WHAT YOU SHOULD DO: Scan the material for "RegistryProvider". Copy every line it appears in.

--- TASK MATERIAL Enclosed Below ---

//! Provider registry: which provider owns an image.

use super::RegistryProvider;
use a3s_watch_core::image::{ImageRef, UNKNOWN_REGISTRY};
use parking_lot::RwLock;
use std::sync::Arc;

/// Registered providers in registration order.
///
/// Read-mostly: providers change only through explicit (de)registration.
#[derive(Clone, Default)]
pub struct ProviderRegistry {
    providers: Arc<RwLock<Vec<Arc<RegistryProvider>>>>,
}

impl ProviderRegistry {
    pub fn new() -> Self {
        Self::default()
    }

    /// Add a provider, replacing one with the same id in place.
    pub fn insert(&self, provider: Arc<RegistryProvider>) {
        let mut providers = self.providers.write();
        match providers.iter_mut().find(|p| p.id() == provider.id()) {
            Some(slot) => *slot = provider,
            None => providers.push(provider),
        }
    }

    /// Remove a provider by id.
    pub fn remove(&self, id: &str) -> Option<Arc<RegistryProvider>> {
        let mut providers = self.providers.write();
        let index = providers.iter().position(|p| p.id() == id)?;
        Some(providers.remove(index))
    }

    pub fn get(&self, id: &str) -> Option<Arc<RegistryProvider>> {
        self.providers.read().iter().find(|p| p.id() == id).cloned()
    }

    pub fn list(&self) -> Vec<Arc<RegistryProvider>> {
        self.providers.read().clone()
    }

    pub fn len(&self) -> usize {
        self.providers.read().len()
    }

    pub fn is_empty(&self) -> bool {
        self.providers.read().is_empty()
    }

    /// First provider, in registration order, that matches the image.
    ///
    /// When several match, the first one wins and the ambiguity is logged.
    pub fn resolve(&self, image: &ImageRef) -> Option<Arc<RegistryProvider>> {
        let providers = self.providers.read();
        let mut matching = providers.iter().filter(|p| p.matches(image));
        let first = matching.next()?.clone();
        let others: Vec<&str> = matching.map(|p| p.id()).collect();
        if !others.is_empty() {
            tracing::warn!(
                image = %image.name,
                chosen = %first.id(),
                ignored = ?others,
                "Several registry providers match image; using the first registered"
            );
        }
        Some(first)
    }

    /// Normalize an image through its provider, or mark its registry
    /// `unknown` when no provider claims it.
    pub fn normalize(&self, image: &ImageRef) -> (ImageRef, Option<Arc<RegistryProvider>>) {
        match self.resolve(image) {
            Some(provider) => (provider.normalize_image(image), Some(provider)),
            None => {
                tracing::warn!(image = %image.name, registry = %image.registry.url, "No registry provider found");
                let mut unknown = image.clone();
                unknown.registry.name = UNKNOWN_REGISTRY.to_string();
                (unknown, None)
            }
        }
    }
}

#[cfg(test)]
mod tests {
    use super::*;
    use a3s_watch_core::image::RegistryRef;
    use serde_json::json;

    async fn provider(kind: &str, name: &str, config: serde_json::Value) -> Arc<RegistryProvider> {
        Arc::new(RegistryProvider::register(kind, name, &config).await.unwrap())
    }

    fn image(url: &str, name: &str) -> ImageRef {
        ImageRef {
            registry: RegistryRef {
                name: String::new(),
                url: url.to_string(),
            },
            name: name.to_string(),
            ..Default::default()
        }
    }

    #[tokio::test]
    async fn test_resolve_by_host() {
        let registry = ProviderRegistry::new();
        registry.insert(provider("hub", "public", json!({})).await);
        registry.insert(provider("ghcr", "public", json!({})).await);

        let found = registry.resolve(&image("ghcr.io", "org/app")).unwrap();
        assert_eq!(found.id(), "registry.ghcr.public");
        let found = registry.resolve(&image("", "nginx")).unwrap();
        assert_eq!(found.id(), "registry.hub.public");
        assert!(registry.resolve(&image("quay.io", "org/app")).is_none());
    }

    #[tokio::test]
    async fn test_first_registered_wins() {
        let registry = ProviderRegistry::new();
        registry.insert(provider("custom", "a", json!({"url": "https://registry.lan"})).await);
        registry.insert(provider("gitea", "b", json!({"url": "https://registry.lan"})).await);
        let found = registry.resolve(&image("registry.lan", "team/app")).unwrap();
        assert_eq!(found.id(), "registry.custom.a");
    }

    #[tokio::test]
    async fn test_normalize_unknown() {
        let registry = ProviderRegistry::new();
        registry.insert(provider("hub", "public", json!({})).await);
        let (normalized, found) = registry.normalize(&image("quay.io", "org/app"));
        assert!(found.is_none());
        assert_eq!(normalized.registry.name, UNKNOWN_REGISTRY);
        assert_eq!(normalized.registry.url, "quay.io");
    }

    #[tokio::test]
    async fn test_normalize_known() {
        let registry = ProviderRegistry::new();
        registry.insert(provider("hub", "public", json!({})).await);
        let (normalized, found) = registry.normalize(&image("", "nginx"));
        assert_eq!(found.unwrap().id(), "registry.hub.public");
        assert_eq!(normalized.registry.name, "registry.hub.public");
        assert_eq!(normalized.name, "library/nginx");
    }

    #[tokio::test]
    async fn test_insert_replaces_and_remove() {
        let registry = ProviderRegistry::new();
        registry.insert(provider("hub", "public", json!({})).await);
        registry.insert(provider("ghcr", "public", json!({})).await);
        registry.insert(provider("hub", "public", json!({"login": "me", "password": "pw"})).await);
        assert_eq!(registry.len(), 2);
        assert_eq!(registry.list()[0].id(), "registry.hub.public");

        assert!(registry.remove("registry.hub.public").is_some());
        assert!(registry.remove("registry.hub.public").is_none());
        assert_eq!(registry.len(), 1);
        assert!(registry.get("registry.ghcr.public").is_some());
    }
}
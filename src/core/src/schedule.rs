//! Cron schedule helpers.
//!
//! Five-field expressions (`min hour dom month dow`) are accepted alongside
//! the seconds-first form understood by the `cron` crate. In the five-field
//! form the seconds field is implied as `0` and weekdays use standard cron
//! numbering (0 or 7 is Sunday), which is mapped onto the crate's 1-7
//! (Sunday = 1) numbering.

use chrono::{DateTime, Utc};
use cron::Schedule;
use std::str::FromStr;
use std::time::Duration;

/// Parse a cron expression.
pub fn parse_cron(expr: &str) -> Result<Schedule, cron::error::Error> {
    let fields: Vec<&str> = expr.split_whitespace().collect();
    if let [minute, hour, day, month, weekday] = fields[..] {
        Schedule::from_str(&format!(
            "0 {} {} {} {} {}",
            minute,
            hour,
            day,
            month,
            crate_weekdays(weekday)
        ))
    } else {
        Schedule::from_str(expr.trim())
    }
}

/// Rewrite a standard weekday field (0-7, Sunday = 0 or 7) as an explicit
/// list in the `cron` crate's numbering (1-7, Sunday = 1).
///
/// `*`, names such as `MON-FRI` and items that are not valid weekday
/// numbers are left as they are; the crate accepts or rejects those itself.
fn crate_weekdays(field: &str) -> String {
    field
        .split(',')
        .map(|item| match standard_weekdays(item) {
            Some(days) => days
                .into_iter()
                .map(|day| (day % 7 + 1).to_string())
                .collect::<Vec<_>>()
                .join(","),
            None => item.to_string(),
        })
        .collect::<Vec<_>>()
        .join(",")
}

/// Weekday numbers (0-7) selected by one numeric list item, or `None` when
/// the item is not numeric.
fn standard_weekdays(item: &str) -> Option<Vec<u32>> {
    if item == "*" || item.chars().any(|c| c.is_ascii_alphabetic()) {
        return None;
    }
    let (range, step) = match item.split_once('/') {
        Some((range, step)) => (range, Some(step.parse::<u32>().ok().filter(|s| *s > 0)?)),
        None => (item, None),
    };
    let (start, end) = match (range, range.split_once('-')) {
        ("*", _) => (0, 6),
        (_, Some((start, end))) => (start.parse().ok()?, end.parse().ok()?),
        (single, None) => {
            let day: u32 = single.parse().ok()?;
            (day, if step.is_some() { 6 } else { day })
        }
    };
    if start > end || end > 7 {
        return None;
    }
    let mut days: Vec<u32> = (start..=end).step_by(step.unwrap_or(1) as usize).collect();
    // 7 and 0 are both Sunday
    days.sort_by_key(|day| day % 7);
    days.dedup_by_key(|day| *day % 7);
    Some(days)
}

/// Time left until the next occurrence after `now`, or `None` when the
/// schedule has no upcoming occurrence.
pub fn delay_until_next(schedule: &Schedule, now: DateTime<Utc>) -> Option<Duration> {
    let next = schedule.after(&now).next()?;
    Some((next - now).to_std().unwrap_or(Duration::ZERO))
}
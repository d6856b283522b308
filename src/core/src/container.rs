//! Tracked containers and the update verdict.

use crate::image::ImageRef;
use crate::labels::DEFAULT_ICON;
use crate::tag::{render_link, semver_diff, transform_tag, SemverDiff, TagFilter};
use serde::{Deserialize, Serialize};
use std::collections::HashMap;

/// Status assigned to containers whose device could not be listed
pub const STATUS_UNREACHABLE: &str = "unreachable";

/// Latest version found on the registry
#[derive(Debug, Clone, Default, PartialEq, Eq, Serialize, Deserialize)]
pub struct UpdateResult {
    pub tag: String,
    pub digest: Option<String>,
    pub created: Option<String>,
}

/// Failure recorded on a container by update detection
#[derive(Debug, Clone, PartialEq, Eq, Serialize, Deserialize)]
pub struct ContainerError {
    pub message: String,
}

/// What kind of update is available
#[derive(Debug, Clone, Copy, PartialEq, Eq, Serialize, Deserialize)]
#[serde(rename_all = "lowercase")]
pub enum UpdateType {
    Tag,
    Digest,
    Unknown,
}

/// Description of an available update
#[derive(Debug, Clone, PartialEq, Eq, Serialize, Deserialize)]
pub struct UpdateKind {
    pub kind: UpdateType,
    pub local_value: Option<String>,
    pub remote_value: Option<String>,
    pub semver_diff: Option<SemverDiff>,
}

/// Container observed on a device
#[derive(Debug, Clone, Default, PartialEq, Eq, Serialize, Deserialize)]
pub struct TrackedContainer {
    /// Engine container id
    pub id: String,
    pub name: String,
    pub device_id: String,
    pub watcher_id: String,
    /// Engine-reported state (`running`, `exited`, ...) or `unreachable`
    pub status: String,
    pub image: ImageRef,
    pub result: Option<UpdateResult>,
    pub error: Option<ContainerError>,
    pub labels: HashMap<String, String>,
    pub include_tags: Option<String>,
    pub exclude_tags: Option<String>,
    pub transform_tags: Option<String>,
    pub link_template: Option<String>,
    pub link: Option<String>,
    pub display_name: String,
    pub display_icon: String,
    pub update_available: bool,
    pub update_kind: Option<UpdateKind>,
}

impl TrackedContainer {
    /// Tag filter built from the container's labels.
    pub fn tag_filter(&self) -> TagFilter<'_> {
        TagFilter {
            include: self.include_tags.as_deref(),
            exclude: self.exclude_tags.as_deref(),
            transform: self.transform_tags.as_deref(),
        }
    }

    /// Display icon, falling back to the default.
    pub fn icon(&self) -> &str {
        if self.display_icon.is_empty() {
            DEFAULT_ICON
        } else {
            &self.display_icon
        }
    }

    /// Whether the registry holds something newer than what runs locally.
    ///
    /// A tag change counts once transformation is applied to both sides.
    /// For digest-watched images with both digests known, a digest
    /// difference counts too.
    pub fn is_update_available(&self) -> bool {
        let Some(result) = &self.result else {
            return false;
        };
        let transform = self.transform_tags.as_deref();
        let tag_changed =
            transform_tag(transform, &self.image.tag.value) != transform_tag(transform, &result.tag);

        let digest_changed = match (&self.image.digest.value, &result.digest) {
            (Some(local), Some(remote)) if self.image.digest.watch => local != remote,
            _ => false,
        };
        tag_changed || digest_changed
    }

    /// Classify the available update. Tag updates take precedence.
    pub fn compute_update_kind(&self) -> Option<UpdateKind> {
        let result = self.result.as_ref()?;
        if !self.update_available {
            return None;
        }
        if self.image.tag.value != result.tag {
            let diff = if self.image.tag.semver {
                let transform = self.transform_tags.as_deref();
                semver_diff(
                    &transform_tag(transform, &self.image.tag.value),
                    &transform_tag(transform, &result.tag),
                )
            } else {
                SemverDiff::Unknown
            };
            return Some(UpdateKind {
                kind: UpdateType::Tag,
                local_value: Some(self.image.tag.value.clone()),
                remote_value: Some(result.tag.clone()),
                semver_diff: Some(diff),
            });
        }
        if self.image.digest.watch {
            return Some(UpdateKind {
                kind: UpdateType::Digest,
                local_value: self.image.digest.value.clone(),
                remote_value: result.digest.clone(),
                semver_diff: None,
            });
        }
        Some(UpdateKind {
            kind: UpdateType::Unknown,
            local_value: None,
            remote_value: None,
            semver_diff: None,
        })
    }

    /// Render the release link for the running tag.
    pub fn compute_link(&self) -> Option<String> {
        let template = self.link_template.as_deref()?;
        let tag = transform_tag(self.transform_tags.as_deref(), &self.image.tag.value);
        Some(render_link(template, &tag, self.image.tag.semver))
    }

    /// Recompute the derived fields (update verdict, kind, link).
    pub fn refresh_derived(&mut self) {
        self.update_available = self.is_update_available();
        self.update_kind = self.compute_update_kind();
        self.link = self.compute_link();
    }

    /// Whether any tracked field differs from a previously stored record.
    pub fn has_changed(&self, stored: &TrackedContainer) -> bool {
        self.status != stored.status
            || has_result_changed(self.result.as_ref(), stored.result.as_ref())
            || self.labels != stored.labels
            || self.update_available != stored.update_available
            || self.error != stored.error
            || self.image != stored.image
            || self.name != stored.name
    }
}

/// Whether two update results differ in tag, digest or creation time.
pub fn has_result_changed(a: Option<&UpdateResult>, b: Option<&UpdateResult>) -> bool {
    match (a, b) {
        (None, None) => false,
        (Some(a), Some(b)) => a.tag != b.tag || a.digest != b.digest || a.created != b.created,
        _ => true,
    }
}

--- End of Enclosed TASK MATERIAL ---

REPLY TO THE EXERCISE:
use super::RegistryProvider;
    providers: Arc<RwLock<Vec<Arc<RegistryProvider>>>>,
    pub fn insert(&self, provider: Arc<RegistryProvider>) {
    pub fn remove(&self, id: &str) -> Option<Arc<RegistryProvider>> {
    pub fn get(&self, id: &str) -> Option<Arc<RegistryProvider>> {
    pub fn list(&self) -> Vec<Arc<RegistryProvider>> {
    pub fn resolve(&self, image: &ImageRef) -> Option<Arc<RegistryProvider>> {
    pub fn normalize(&self, image: &ImageRef) -> (ImageRef, Option<Arc<RegistryProvider>>) {
    async fn provider(kind: &str, name: &str, config: serde_json::Value) -> Arc<RegistryProvider> {
        Arc::new(RegistryProvider::register(kind, name, &config).await.unwrap())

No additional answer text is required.